▶ [Exercise data]
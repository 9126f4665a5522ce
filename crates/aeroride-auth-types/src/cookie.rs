//! Cookie builders for access and refresh tokens.

use axum_extra::extract::cookie::{Cookie, CookieJar, SameSite};
use time::Duration;

pub const ACCESS_TOKEN_COOKIE: &str = "aeroride_access_token";

pub const REFRESH_TOKEN_COOKIE: &str = "aeroride_refresh_token";

/// Access-token JWT lifetime in seconds (4 hours).
pub const ACCESS_TOKEN_EXP: u64 = 14_400;

/// Refresh-token JWT lifetime and persistent cookie Max-Age, in seconds (7 days).
pub const REFRESH_TOKEN_EXP: u64 = 604_800;

/// Refresh cookie is only sent to the rotation endpoint.
const REFRESH_COOKIE_PATH: &str = "/auth/token";

fn build(
    name: &'static str,
    value: String,
    path: &'static str,
    domain: String,
    persistent: bool,
) -> Cookie<'static> {
    let mut builder = Cookie::build((name, value))
        .path(path)
        .domain(domain)
        .http_only(true)
        .secure(true)
        .same_site(SameSite::Lax);
    if persistent {
        builder = builder.max_age(Duration::seconds(REFRESH_TOKEN_EXP as i64));
    }
    builder.build()
}

/// Set the access-token cookie. `persistent = false` yields a browser-session
/// cookie (no Max-Age) for sign-ins without "remember me".
///
/// ```
/// use axum_extra::extract::cookie::CookieJar;
/// use aeroride_auth_types::cookie::{set_access_token_cookie, ACCESS_TOKEN_COOKIE};
///
/// let jar = set_access_token_cookie(CookieJar::new(), "tok".into(), "example.com".into(), true);
/// let cookie = jar.get(ACCESS_TOKEN_COOKIE).unwrap();
/// assert_eq!(cookie.path(), Some("/"));
/// assert_eq!(cookie.max_age(), Some(time::Duration::seconds(604800)));
/// assert!(cookie.http_only().unwrap_or(false));
/// ```
pub fn set_access_token_cookie(
    jar: CookieJar,
    value: String,
    domain: String,
    persistent: bool,
) -> CookieJar {
    jar.add(build(ACCESS_TOKEN_COOKIE, value, "/", domain, persistent))
}

/// Set the refresh-token cookie, scoped to `/auth/token`.
pub fn set_refresh_token_cookie(
    jar: CookieJar,
    value: String,
    domain: String,
    persistent: bool,
) -> CookieJar {
    jar.add(build(
        REFRESH_TOKEN_COOKIE,
        value,
        REFRESH_COOKIE_PATH,
        domain,
        persistent,
    ))
}

/// Expire both token cookies.
pub fn clear_cookies(jar: CookieJar, domain: String) -> CookieJar {
    let expire = |name: &'static str, path: &'static str, domain: String| {
        Cookie::build((name, ""))
            .path(path)
            .domain(domain)
            .max_age(Duration::ZERO)
            .http_only(true)
            .secure(true)
            .same_site(SameSite::Lax)
            .build()
    };
    jar.add(expire(ACCESS_TOKEN_COOKIE, "/", domain.clone()))
        .add(expire(REFRESH_TOKEN_COOKIE, REFRESH_COOKIE_PATH, domain))
}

▶ [Problem details] Each line of the material above needs repeating verbatim.

▶ [The answer]
repository 9126f4665a5522ce
filename crates/aeroride-auth-types/src/cookie.rs
//! Cookie builders for access and refresh tokens.

use axum_extra::extract::cookie::{Cookie, CookieJar, SameSite};
use time::Duration;

pub const ACCESS_TOKEN_COOKIE: &str = "aeroride_access_token";

pub const REFRESH_TOKEN_COOKIE: &str = "aeroride_refresh_token";

/// Access-token JWT lifetime in seconds (4 hours).
pub const ACCESS_TOKEN_EXP: u64 = 14_400;

/// Refresh-token JWT lifetime and persistent cookie Max-Age, in seconds (7 days).
pub const REFRESH_TOKEN_EXP: u64 = 604_800;

/// Refresh cookie is only sent to the rotation endpoint.
const REFRESH_COOKIE_PATH: &str = "/auth/token";

fn build(
    name: &'static str,
    value: String,
    path: &'static str,
    domain: String,
    persistent: bool,
) -> Cookie<'static> {
    let mut builder = Cookie::build((name, value))
        .path(path)
        .domain(domain)
        .http_only(true)
        .secure(true)
        .same_site(SameSite::Lax);
    if persistent {
        builder = builder.max_age(Duration::seconds(REFRESH_TOKEN_EXP as i64));
    }
    builder.build()
}

/// Set the access-token cookie. `persistent = false` yields a browser-session
/// cookie (no Max-Age) for sign-ins without "remember me".
///
/// ```
/// use axum_extra::extract::cookie::CookieJar;
/// use aeroride_auth_types::cookie::{set_access_token_cookie, ACCESS_TOKEN_COOKIE};
///
/// let jar = set_access_token_cookie(CookieJar::new(), "tok".into(), "example.com".into(), true);
/// let cookie = jar.get(ACCESS_TOKEN_COOKIE).unwrap();
/// assert_eq!(cookie.path(), Some("/"));
/// assert_eq!(cookie.max_age(), Some(time::Duration::seconds(604800)));
/// assert!(cookie.http_only().unwrap_or(false));
/// ```
pub fn set_access_token_cookie(
    jar: CookieJar,
    value: String,
    domain: String,
    persistent: bool,
) -> CookieJar {
    jar.add(build(ACCESS_TOKEN_COOKIE, value, "/", domain, persistent))
}

/// Set the refresh-token cookie, scoped to `/auth/token`.
pub fn set_refresh_token_cookie(
    jar: CookieJar,
    value: String,
    domain: String,
    persistent: bool,
) -> CookieJar {
    jar.add(build(
        REFRESH_TOKEN_COOKIE,
        value,
        REFRESH_COOKIE_PATH,
        domain,
        persistent,
    ))
}

/// Expire both token cookies.
pub fn clear_cookies(jar: CookieJar, domain: String) -> CookieJar {
    let expire = |name: &'static str, path: &'static str, domain: String| {
        Cookie::build((name, ""))
            .path(path)
            .domain(domain)
            .max_age(Duration::ZERO)
            .http_only(true)
            .secure(true)
            .same_site(SameSite::Lax)
            .build()
    };
    jar.add(expire(ACCESS_TOKEN_COOKIE, "/", domain.clone()))
        .add(expire(REFRESH_TOKEN_COOKIE, REFRESH_COOKIE_PATH, domain))
}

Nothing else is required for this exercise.